TO DO
Locate, in the data below, the line that contains "let mut created: Vec<i64>" and the line that contains "ips.push(&r.ip);"; reproduce exactly those two lines and every line between them, nothing more.

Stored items

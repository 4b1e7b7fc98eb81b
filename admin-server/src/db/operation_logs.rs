//! Operation log table operations

use shared::AppResult;
use sqlx::PgPool;

use crate::oplog::OpLogRecord;

#[derive(Debug, sqlx::FromRow, serde::Serialize)]
pub struct OperationLog {
    pub id: i64,
    pub username: Option<String>,
    pub permission: Option<String>,
    pub method: String,
    pub path: String,
    pub query: Option<String>,
    pub body: Option<serde_json::Value>,
    pub status: i16,
    /// "success" | "business_error" | "exception"
    pub outcome: String,
    pub ip: String,
    pub user_agent: Option<String>,
    pub latency_ms: i64,
    pub created_at: i64,
}

/// Insert a batch of records with a single multi-row statement
pub async fn insert_batch(pool: &PgPool, records: &[OpLogRecord]) -> AppResult<()> {
    if records.is_empty() {
        return Ok(());
    }

    let mut usernames: Vec<Option<&str>> = Vec::with_capacity(records.len());
    let mut permissions: Vec<Option<&str>> = Vec::with_capacity(records.len());
    let mut methods: Vec<&str> = Vec::with_capacity(records.len());
    let mut paths: Vec<&str> = Vec::with_capacity(records.len());
    let mut queries: Vec<Option<&str>> = Vec::with_capacity(records.len());
    let mut bodies: Vec<Option<serde_json::Value>> = Vec::with_capacity(records.len());
    let mut statuses: Vec<i16> = Vec::with_capacity(records.len());
    let mut outcomes: Vec<&str> = Vec::with_capacity(records.len());
    let mut ips: Vec<&str> = Vec::with_capacity(records.len());
    let mut user_agents: Vec<Option<&str>> = Vec::with_capacity(records.len());
    let mut latencies: Vec<i64> = Vec::with_capacity(records.len());
    let mut created: Vec<i64> = Vec::with_capacity(records.len());

    for r in records {
        usernames.push(r.username.as_deref());
        permissions.push(r.permission.as_deref());
        methods.push(&r.method);
        paths.push(&r.path);
        queries.push(r.query.as_deref());
        bodies.push(r.body.clone());
        statuses.push(r.status);
        outcomes.push(r.outcome.as_str());
        ips.push(&r.ip);
        user_agents.push(r.user_agent.as_deref());
        latencies.push(r.latency_ms);
        created.push(r.created_at);
    }

    sqlx::query(
        "INSERT INTO sys_operation_log \
         (username, permission, method, path, query, body, status, outcome, ip, \
          user_agent, latency_ms, created_at) \
         SELECT * FROM UNNEST($1::TEXT[], $2::TEXT[], $3::TEXT[], $4::TEXT[], $5::TEXT[], \
          $6::JSONB[], $7::SMALLINT[], $8::TEXT[], $9::TEXT[], $10::TEXT[], \
          $11::BIGINT[], $12::BIGINT[])",
    )
    .bind(&usernames)
    .bind(&permissions)
    .bind(&methods)
    .bind(&paths)
    .bind(&queries)
    .bind(&bodies)
    .bind(&statuses)
    .bind(&outcomes)
    .bind(&ips)
    .bind(&user_agents)
    .bind(&latencies)
    .bind(&created)
    .execute(pool)
    .await?;
    Ok(())
}

/// Query logs, newest first (paginated)
pub async fn query(
    pool: &PgPool,
    username: Option<&str>,
    path_prefix: Option<&str>,
    limit: i64,
    offset: i64,
) -> AppResult<Vec<OperationLog>> {
    let rows = sqlx::query_as(
        "SELECT id, username, permission, method, path, query, body, status, outcome, ip, \
         user_agent, latency_ms, created_at \
         FROM sys_operation_log \
         WHERE ($1::TEXT IS NULL OR username = $1) \
           AND ($2::TEXT IS NULL OR path LIKE $2 || '%') \
         ORDER BY created_at DESC LIMIT $3 OFFSET $4",
    )
    .bind(username)
    .bind(path_prefix)
    .bind(limit)
    .bind(offset)
    .fetch_all(pool)
    .await?;
    Ok(rows)
}

/// Delete records older than the given timestamp, returning the count
pub async fn delete_before(pool: &PgPool, before_millis: i64) -> AppResult<u64> {
    let result = sqlx::query("DELETE FROM sys_operation_log WHERE created_at < $1")
        .bind(before_millis)
        .execute(pool)
        .await?;
    Ok(result.rows_affected())
}
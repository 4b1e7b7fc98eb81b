//! Error category classification

use super::codes::ErrorCode;
use serde::{Deserialize, Serialize};

/// Error category classification based on error code ranges
///
/// Categories are determined by the leading digit of the error code:
/// - 0xxx: General errors
/// - 1xxx: Authentication errors
/// - 2xxx: Permission errors
/// - 3xxx: User / department errors
/// - 4xxx: Role / menu errors
/// - 5xxx: Log errors
/// - 9xxx: System errors
#[derive(Debug, Clone, Copy, PartialEq, Eq, Hash, Serialize, Deserialize)]
#[serde(rename_all = "snake_case")]
pub enum ErrorCategory {
    /// General errors (0xxx)
    General,
    /// Authentication errors (1xxx)
    Auth,
    /// Permission errors (2xxx)
    Permission,
    /// User / department errors (3xxx)
    Organization,
    /// Role / menu errors (4xxx)
    Rbac,
    /// Log errors (5xxx)
    Log,
    /// System errors (9xxx)
    System,
}

impl ErrorCategory {
    /// Determine category from error code value
    pub fn from_code(code: u16) -> Self {
        match code {
            0..1000 => Self::General,
            1000..2000 => Self::Auth,
            2000..3000 => Self::Permission,
            3000..4000 => Self::Organization,
            4000..5000 => Self::Rbac,
            5000..6000 => Self::Log,
            _ => Self::System,
        }
    }

    /// Get the string name for this category
    pub fn name(&self) -> &'static str {
        match self {
            Self::General => "general",
            Self::Auth => "auth",
            Self::Permission => "permission",
            Self::Organization => "organization",
            Self::Rbac => "rbac",
            Self::Log => "log",
            Self::System => "system",
        }
    }
}

impl ErrorCode {
    /// Get the category for this error code
    pub fn category(&self) -> ErrorCategory {
        ErrorCategory::from_code(self.code())
    }
}

#[cfg(test)]
mod tests {
    use super::*;

    #[test]
    fn test_category_from_code() {
        assert_eq!(ErrorCategory::from_code(0), ErrorCategory::General);
        assert_eq!(ErrorCategory::from_code(999), ErrorCategory::General);

        assert_eq!(ErrorCategory::from_code(1001), ErrorCategory::Auth);
        assert_eq!(ErrorCategory::from_code(1999), ErrorCategory::Auth);

        assert_eq!(ErrorCategory::from_code(2001), ErrorCategory::Permission);
        assert_eq!(ErrorCategory::from_code(3001), ErrorCategory::Organization);
        assert_eq!(ErrorCategory::from_code(4001), ErrorCategory::Rbac);
        assert_eq!(ErrorCategory::from_code(5001), ErrorCategory::Log);
        assert_eq!(ErrorCategory::from_code(9001), ErrorCategory::System);
        assert_eq!(ErrorCategory::from_code(10000), ErrorCategory::System);
    }

    #[test]
    fn test_error_code_category() {
        assert_eq!(ErrorCode::Success.category(), ErrorCategory::General);
        assert_eq!(ErrorCode::NotAuthenticated.category(), ErrorCategory::Auth);
        assert_eq!(
            ErrorCode::PermissionDenied.category(),
            ErrorCategory::Permission
        );
        assert_eq!(
            ErrorCode::UserNotFound.category(),
            ErrorCategory::Organization
        );
        assert_eq!(ErrorCode::RoleNotFound.category(), ErrorCategory::Rbac);
        assert_eq!(ErrorCode::LogNotFound.category(), ErrorCategory::Log);
        assert_eq!(ErrorCode::InternalError.category(), ErrorCategory::System);
    }

    #[test]
    fn test_category_serialize() {
        let json = serde_json::to_string(&ErrorCategory::Auth).unwrap();
        assert_eq!(json, "\"auth\"");

        let json = serde_json::to_string(&ErrorCategory::Permission).unwrap();
        assert_eq!(json, "\"permission\"");
    }

    #[test]
    fn test_category_deserialize() {
        let category: ErrorCategory = serde_json::from_str("\"rbac\"").unwrap();
        assert_eq!(category, ErrorCategory::Rbac);
    }
}
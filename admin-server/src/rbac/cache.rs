//! Permission snapshot cache
//!
//! Snapshots are cached per user with a TTL. Mutation endpoints call the
//! invalidation methods before responding, so a follow-up request never
//! sees the stale snapshot.

use std::sync::Arc;
use std::time::{Duration, Instant};

use dashmap::DashMap;
use shared::AppResult;

use super::resolver::{AuthUser, PermissionSnapshot, RbacSource, resolve_snapshot};

struct CacheEntry {
    snapshot: Arc<PermissionSnapshot>,
    cached_at: Instant,
}

/// Resolves and caches permission snapshots
pub struct PermissionService {
    source: Arc<dyn RbacSource>,
    cache: DashMap<i64, CacheEntry>,
    ttl: Duration,
}

impl PermissionService {
    pub fn new(source: Arc<dyn RbacSource>, ttl: Duration) -> Self {
        Self {
            source,
            cache: DashMap::new(),
            ttl,
        }
    }

    /// Get the snapshot for a user, resolving on miss or expiry
    pub async fn snapshot(&self, user: &AuthUser) -> AppResult<Arc<PermissionSnapshot>> {
        if let Some(entry) = self.cache.get(&user.id) {
            if entry.cached_at.elapsed() < self.ttl {
                return Ok(Arc::clone(&entry.snapshot));
            }
        }

        let snapshot = resolve_snapshot(self.source.as_ref(), user).await?;
        self.cache.insert(
            user.id,
            CacheEntry {
                snapshot: Arc::clone(&snapshot),
                cached_at: Instant::now(),
            },
        );
        Ok(snapshot)
    }

    /// Drop the cached snapshot of one user
    pub fn invalidate_user(&self, user_id: i64) {
        self.cache.remove(&user_id);
    }

    /// Drop the cached snapshots of a set of users (role membership changed)
    pub fn invalidate_users(&self, user_ids: &[i64]) {
        for id in user_ids {
            self.cache.remove(id);
        }
    }

    /// Drop every cached snapshot (department tree or menu changed)
    pub fn invalidate_all(&self) {
        self.cache.clear();
    }
}

#[cfg(test)]
mod tests {
    use super::*;
    use crate::rbac::ScopeMode;
    use crate::rbac::resolver::tests::{MemorySource, grant, user};
    use std::sync::atomic::Ordering;

    fn source_with_role() -> MemorySource {
        let mut source = MemorySource::new();
        source.roles.insert(7, vec![grant(1, ScopeMode::Own, &[])]);
        source.perms.insert(1, vec!["sys:user:list"]);
        source
    }

    #[tokio::test]
    async fn test_snapshot_is_cached() {
        let source = Arc::new(source_with_role());
        let svc = PermissionService::new(Arc::clone(&source) as Arc<dyn RbacSource>, Duration::from_secs(60));
        let u = user(7, Some(2), false);

        svc.snapshot(&u).await.unwrap();
        svc.snapshot(&u).await.unwrap();

        assert_eq!(source.role_calls.load(Ordering::SeqCst), 1);
    }

    #[tokio::test]
    async fn test_expired_entry_is_reresolved() {
        let source = Arc::new(source_with_role());
        let svc = PermissionService::new(Arc::clone(&source) as Arc<dyn RbacSource>, Duration::from_millis(0));
        let u = user(7, Some(2), false);

        svc.snapshot(&u).await.unwrap();
        svc.snapshot(&u).await.unwrap();

        assert_eq!(source.role_calls.load(Ordering::SeqCst), 2);
    }

    #[tokio::test]
    async fn test_invalidate_user_forces_reresolve() {
        let source = Arc::new(source_with_role());
        let svc = PermissionService::new(Arc::clone(&source) as Arc<dyn RbacSource>, Duration::from_secs(60));
        let u = user(7, Some(2), false);

        svc.snapshot(&u).await.unwrap();
        svc.invalidate_user(7);
        svc.snapshot(&u).await.unwrap();

        assert_eq!(source.role_calls.load(Ordering::SeqCst), 2);
    }

    #[tokio::test]
    async fn test_invalidate_all() {
        let source = Arc::new(source_with_role());
        let svc = PermissionService::new(Arc::clone(&source) as Arc<dyn RbacSource>, Duration::from_secs(60));
        let u = user(7, Some(2), false);

        svc.snapshot(&u).await.unwrap();
        svc.invalidate_all();
        svc.snapshot(&u).await.unwrap();

        assert_eq!(source.role_calls.load(Ordering::SeqCst), 2);
    }

    #[tokio::test]
    async fn test_invalidate_users_is_selective() {
        let source = Arc::new(source_with_role());
        let svc = PermissionService::new(Arc::clone(&source) as Arc<dyn RbacSource>, Duration::from_secs(60));
        let u = user(7, Some(2), false);

        svc.snapshot(&u).await.unwrap();
        svc.invalidate_users(&[8, 9]);
        svc.snapshot(&u).await.unwrap();

        // User 7 untouched, still served from cache
        assert_eq!(source.role_calls.load(Ordering::SeqCst), 1);
    }
}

YOUR RESPONSE
    let mut created: Vec<i64> = Vec::with_capacity(records.len());

    for r in records {
        usernames.push(r.username.as_deref());
        permissions.push(r.permission.as_deref());
        methods.push(&r.method);
        paths.push(&r.path);
        queries.push(r.query.as_deref());
        bodies.push(r.body.clone());
        statuses.push(r.status);
        outcomes.push(r.outcome.as_str());
        ips.push(&r.ip);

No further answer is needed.